Learning to Use RAJA¶
The RAJA repository contains a variety of example source codes that you are encouraged to view and run to learn about how to use RAJA:
- The
RAJA/examples
directory contains various examples that illustrate algorithm patterns.- The
RAJA/exercises
directory contains exercises for users to work through along with complete solutions. These are described in detail in the RAJA Tutorial and Examples section.- Other examples can also be found in the
RAJA/test
directories.
We mentioned earlier that RAJA examples, exercises, and tests are built by
default when RAJA is compiled. So, unless you explicitly disable them when
you run CMake to configure a RAJA build, you can run them after compiling RAJA.
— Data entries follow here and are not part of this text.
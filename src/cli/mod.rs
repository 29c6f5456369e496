use std::path::PathBuf;

use clap::{Parser, Subcommand};

mod errors;
mod handlers;
mod render;
mod shell;
mod validation;

pub use errors::CliError;
pub use handlers::*;
pub use shell::{parse_line, Flow, Shell, ShellCommand};

#[derive(Parser, Debug)]
#[command(version, about = "Find ontology class URIs from plain-language phrases", long_about = None)]
pub struct Args {
    #[command(subcommand)]
    pub command: Option<Command>,
}

#[derive(Subcommand, Debug)]
pub enum Command {
    /// Interactive search shell. This is the default.
    Shell {},

    /// Search once and exit
    Search {
        /// Phrase to look up
        #[clap(required = true, num_args = 1..)]
        phrase: Vec<String>,

        /// Number of results
        #[clap(short = 'n', long)]
        count: Option<usize>,

        /// Only return classes from this namespace (tag or URI prefix)
        #[clap(long = "ns", alias = "namespace")]
        namespace: Option<String>,

        /// Print results as JSON
        #[clap(long, default_value = "false")]
        json: bool,
    },

    /// Build the catalog from record files, replacing the current one
    #[clap(alias = "rebuild")]
    Build {
        /// CSV or JSON record files. Falls back to `sources` in config.yaml.
        sources: Vec<PathBuf>,

        /// Don't draw a progress bar
        #[clap(short, long, default_value = "false")]
        quiet: bool,
    },

    /// Add records that are not in the catalog yet
    Update {
        /// CSV or JSON record files. Falls back to `sources` in config.yaml.
        sources: Vec<PathBuf>,

        #[clap(short, long, default_value = "false")]
        quiet: bool,
    },

    /// Replace the catalog with precomputed embeddings
    Import {
        /// JSON array of records, one per vector
        #[clap(long)]
        metadata: PathBuf,

        /// JSON array of vectors, same order as the records
        #[clap(long)]
        embeddings: PathBuf,
    },

    /// List the known namespaces
    Namespaces {},
}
Executables for the examples and exercises will be located in the
<build-dir>/bin
directory in your build space. Test executables will
be located in the <build-dir>/test
directory.
For an overview of all the main RAJA features, see RAJA Features. A full tutorial with a variety of examples showing how to use RAJA features can be found in RAJA Tutorial and Examples.
Using RAJA in Your Application¶
Using RAJA in an application requires two things: ensuring the RAJA header files are visible, and linking against the RAJA library. We maintain a RAJA Template Project that shows how to use RAJA in a project that uses CMake or make, either as a Git submodule or as an externally installed library that you link your application against.
CMake Configuration File¶
As part of the RAJA installation, we provide a RAJA-config.cmake
file. If
your application uses CMake, this can be used with CMake’s find_package
capability to import RAJA into your CMake project.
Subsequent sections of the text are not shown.